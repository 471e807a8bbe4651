//! Derive macros for the raffle_codec crate.
//!
//! Provides:
//! - `#[derive(Error)]` - error type boilerplate (thiserror replacement)

mod error;

use proc_macro::TokenStream;

/// Implements `Display`, `Error` and `#[from]` conversions for error types.
#[proc_macro_derive(Error, attributes(error, from))]
pub fn derive_error(input: TokenStream) -> TokenStream {
    error::derive_error(input)
}
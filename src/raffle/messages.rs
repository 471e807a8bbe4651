//! Operation message bodies.
//!
//! Encoders only lay out bits; whether an operation is allowed in the current
//! state is decided by the contract.

use crate::cell::{Builder, Cell};
use crate::error::CodecError;
use crate::raffle::{OP_ADD_COINS, OP_CANCEL, OP_OWNERSHIP_ASSIGNED, OP_SEND_TRANS};
use crate::types::address::Address;
use crate::types::coins::Coins;

/// Width of every opcode.
pub const OP_BITS: usize = 32;
/// Width of the query id in the ownership notification.
pub const QUERY_ID_BITS: usize = 64;
/// `int_msg_info$0`, `ihr_disabled`, `bounce`, `bounced` = `0 1 1 0`, then
/// `addr_none` as the source: six bits `011000`.
pub const INT_MSG_BOUNCEABLE_TAG: u128 = 0x18;
/// Width of [`INT_MSG_BOUNCEABLE_TAG`].
pub const INT_MSG_TAG_BITS: usize = 6;
/// Zero run following the value, written as a single block.
pub const RELAYED_MSG_TAIL_BITS: usize = 1 + 4 + 4 + 64 + 32 + 1 + 1;
/// Amount attached to a relayed message unless overridden: 0.1 coin.
pub const DEFAULT_RELAY_AMOUNT: Coins = Coins(100_000_000);

/// Tunables for message encoding.
#[derive(Debug, Clone, Copy, PartialEq, Eq)]
pub struct MessageConfig {
    /// Opcode expected in ownership notifications.
    pub transfer_notification_op: u32,
}

impl Default for MessageConfig {
    fn default() -> Self {
        Self {
            transfer_notification_op: OP_OWNERSHIP_ASSIGNED,
        }
    }
}

/// Parameters of a message the contract should relay verbatim.
#[derive(Debug, Clone, Copy, PartialEq, Eq)]
pub struct ManualSend {
    pub destination: Address,
    pub amount: Coins,
    /// Send mode byte passed to the relay.
    pub mode: u8,
}

impl ManualSend {
    pub fn new(destination: Address) -> Self {
        Self {
            destination,
            amount: DEFAULT_RELAY_AMOUNT,
            mode: 0,
        }
    }
}

/// Ownership-assigned notification: opcode, query id, previous owner, and an
/// empty forward payload marker.
pub fn transfer_notification(
    query_id: u64,
    prev_owner: &Address,
    config: &MessageConfig,
) -> Result<Cell, CodecError> {
    let mut b = Builder::new();
    b.store_uint(config.transfer_notification_op as u128, OP_BITS)?
        .store_uint(query_id as u128, QUERY_ID_BITS)?
        .store_address(prev_owner)?
        .store_bit(false)?;
    Ok(b.end_cell())
}

fn op_only(op: u32) -> Result<Cell, CodecError> {
    let mut b = Builder::new();
    b.store_uint(op as u128, OP_BITS)?;
    Ok(b.end_cell())
}

/// Cancel body: opcode only.
pub fn cancel() -> Result<Cell, CodecError> {
    op_only(OP_CANCEL)
}

/// Add-coins body: opcode only.
pub fn add_coins() -> Result<Cell, CodecError> {
    op_only(OP_ADD_COINS)
}

/// Internal message skeleton carried by [`manual_send`].
pub fn relayed_message(params: &ManualSend) -> Result<Cell, CodecError> {
    let mut b = Builder::new();
    b.store_uint(INT_MSG_BOUNCEABLE_TAG, INT_MSG_TAG_BITS)?
        .store_address(&params.destination)?
        .store_coins(params.amount)?
        .store_zeros(RELAYED_MSG_TAIL_BITS)?;
    Ok(b.end_cell())
}

/// Manual-send body: opcode, reference to the message to relay, mode byte.
pub fn manual_send(params: &ManualSend) -> Result<Cell, CodecError> {
    let mut b = Builder::new();
    b.store_uint(OP_SEND_TRANS as u128, OP_BITS)?
        .store_ref(relayed_message(params)?)?
        .store_uint(params.mode as u128, 8)?;
    Ok(b.end_cell())
}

- - -

● TO DO
Look over the records above, and wherever a line contains the string "struct", copy that line.

● SOLUTION FOR THIS TASK
pub struct MessageConfig {
pub struct ManualSend {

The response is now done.